**THE PROBLEM:** Scan the data below. Pull out each line where "returning" occurs.

━━━ RECORDS TO USE ━━━

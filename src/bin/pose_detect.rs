// Basic pose detector: white skeleton PNG from an image file or camera frame
//
// Usage: pose_detect <file|webcam> <input> <output>

use clap::{Parser, ValueEnum};
use kiosk_lib::cli::{self, DetectionReport};
use kiosk_lib::core::pose_detector::PoseDetector;
use std::path::{Path, PathBuf};
use std::process::ExitCode;

const USAGE: &str = "Usage: pose_detect <mode> <input> <output> (mode: file or webcam)";

#[derive(Debug, Clone, Copy, ValueEnum)]
enum Mode {
    /// Input is an image path
    File,
    /// Input is a base64 frame, optionally a data URL
    Webcam,
}

#[derive(Parser)]
#[command(version, about = "Render a pose skeleton from an image")]
struct Args {
    #[arg(value_enum)]
    mode: Mode,
    #[arg(allow_hyphen_values = true)]
    input: String,
    output: PathBuf,
    #[arg(hide = true, allow_hyphen_values = true)]
    _rest: Vec<String>,
}

fn main() -> ExitCode {
    cli::init_logging();
    let args = match cli::parse_args::<Args>(USAGE) {
        Ok(args) => args,
        Err(code) => return code,
    };

    let report = match PoseDetector::new() {
        Ok(detector) => DetectionReport::from(match args.mode {
            Mode::File => detector.process_image(Path::new(&args.input), &args.output),
            Mode::Webcam => detector.process_webcam_frame(&args.input, &args.output),
        }),
        Err(e) => DetectionReport::from(Err(e)),
    };

    cli::print_json(&report);
    ExitCode::SUCCESS
}
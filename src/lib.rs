pub mod cli;
pub mod core;
pub mod models;
pub mod platform;

#[cfg(test)]
mod test_support;
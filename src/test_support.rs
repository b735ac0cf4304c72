// Shared fixtures for unit tests: a scripted MediaPipe backend, test images and a
// one-shot HTTP server

use crate::core::frame_io::encode_png;
use crate::models::pose::{HolisticResult, Landmark, PoseConfig, PoseError, PoseResult};
use crate::platform::pose::MediaPipeBridge;
use base64::{engine::general_purpose::STANDARD, Engine};
use image::{Rgb, RgbImage};
use std::io::{Read, Write};
use std::net::TcpListener;
use std::path::{Path, PathBuf};
use std::thread::JoinHandle;

/// Backend that returns a fixed result, or fails
pub struct FakeBridge {
    result: Option<HolisticResult>,
}

impl FakeBridge {
    pub fn returning(result: HolisticResult) -> Self {
        Self { result: Some(result) }
    }

    pub fn failing() -> Self {
        Self { result: None }
    }
}

impl MediaPipeBridge for FakeBridge {
    fn new(_config: &PoseConfig) -> PoseResult<Self> {
        Ok(Self::returning(HolisticResult::default()))
    }

    fn process_frame(&self, _image: &RgbImage) -> PoseResult<HolisticResult> {
        self.result
            .clone()
            .ok_or_else(|| PoseError::InferenceFailed("scripted failure".to_string()))
    }

    fn is_initialized(&self) -> bool {
        true
    }

    fn get_model_info(&self) -> String {
        "fake".to_string()
    }
}

/// 33 body landmarks laid out as a standing figure, all with the given scores
pub fn standing_pose(score: f32) -> Vec<Landmark> {
    (0..33)
        .map(|i| {
            let column = (i % 5) as f32;
            let row = (i / 5) as f32;
            Landmark::with_scores(0.2 + column * 0.15, 0.1 + row * 0.12, 0.0, score, score)
        })
        .collect()
}

/// 21 hand landmarks fanned out around `(x, y)`
pub fn open_hand(x: f32, y: f32) -> Vec<Landmark> {
    (0..21)
        .map(|i| Landmark::new(x + (i % 5) as f32 * 0.02, y + (i / 5) as f32 * 0.02, 0.0))
        .collect()
}

fn test_image(width: u32, height: u32) -> RgbImage {
    RgbImage::from_fn(width, height, |x, y| Rgb([(x * 3) as u8, (y * 5) as u8, 90]))
}

/// Write a PNG photo stand-in and return its path
pub fn write_test_image(dir: &Path, name: &str, width: u32, height: u32) -> PathBuf {
    let path = dir.join(name);
    test_image(width, height).save(&path).unwrap();
    path
}

/// PNG bytes of a test image, base64-encoded like a camera frame
pub fn png_base64(width: u32, height: u32) -> String {
    STANDARD.encode(encode_png(&test_image(width, height)).unwrap())
}

// ==============================================================================
// Canned HTTP server
// ==============================================================================

/// What the canned server saw
pub struct RecordedRequest {
    pub head: String,
    pub body: Vec<u8>,
}

impl RecordedRequest {
    pub fn request_line(&self) -> &str {
        self.head.lines().next().unwrap_or_default()
    }

    pub fn header(&self, name: &str) -> Option<String> {
        self.head.lines().skip(1).find_map(|line| {
            let (key, value) = line.split_once(':')?;
            key.trim()
                .eq_ignore_ascii_case(name)
                .then(|| value.trim().to_string())
        })
    }

    pub fn json(&self) -> serde_json::Value {
        serde_json::from_slice(&self.body).unwrap()
    }
}

/// Serves exactly one request with a canned response. `head` is the status line plus
/// headers without the terminating blank line.
pub fn serve_once(head: &str, body: Vec<u8>) -> (String, JoinHandle<RecordedRequest>) {
    let listener = TcpListener::bind("127.0.0.1:0").unwrap();
    let base_url = format!("http://{}", listener.local_addr().unwrap());
    let head = head.to_string();

    let handle = std::thread::spawn(move || {
        let (mut stream, _) = listener.accept().unwrap();
        let request = read_request(&mut stream);
        stream.write_all(head.as_bytes()).unwrap();
        stream.write_all(b"\r\nConnection: close\r\n\r\n").unwrap();
        stream.write_all(&body).unwrap();
        stream.flush().unwrap();
        request
    });

    (base_url, handle)
}

/// `serve_once` with a JSON body and matching content-length
pub fn serve_json(status: &str, body: &serde_json::Value) -> (String, JoinHandle<RecordedRequest>) {
    let body = serde_json::to_vec(body).unwrap();
    let head = format!(
        "HTTP/1.1 {}\r\nContent-Type: application/json\r\nContent-Length: {}",
        status,
        body.len()
    );
    serve_once(&head, body)
}

fn read_request(stream: &mut impl Read) -> RecordedRequest {
    let mut data = Vec::new();
    let mut buf = [0u8; 4096];

    let head_end = loop {
        let n = stream.read(&mut buf).unwrap();
        if n == 0 {
            break data.len();
        }
        data.extend_from_slice(&buf[..n]);
        if let Some(pos) = data.windows(4).position(|w| w == b"\r\n\r\n") {
            break pos;
        }
    };
    let head = String::from_utf8_lossy(&data[..head_end]).to_string();

    let content_length = head
        .lines()
        .filter_map(|line| line.split_once(':'))
        .find(|(k, _)| k.trim().eq_ignore_ascii_case("content-length"))
        .and_then(|(_, v)| v.trim().parse::<usize>().ok())
        .unwrap_or(0);

    let mut body = data.get(head_end + 4..).unwrap_or_default().to_vec();
    while body.len() < content_length {
        let n = stream.read(&mut buf).unwrap();
        if n == 0 {
            break;
        }
        body.extend_from_slice(&buf[..n]);
    }

    RecordedRequest { head, body }
}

━━━

**SOLUTION TO THIS TASK:**
    pub fn returning(result: HolisticResult) -> Self {
        Ok(Self::returning(HolisticResult::default()))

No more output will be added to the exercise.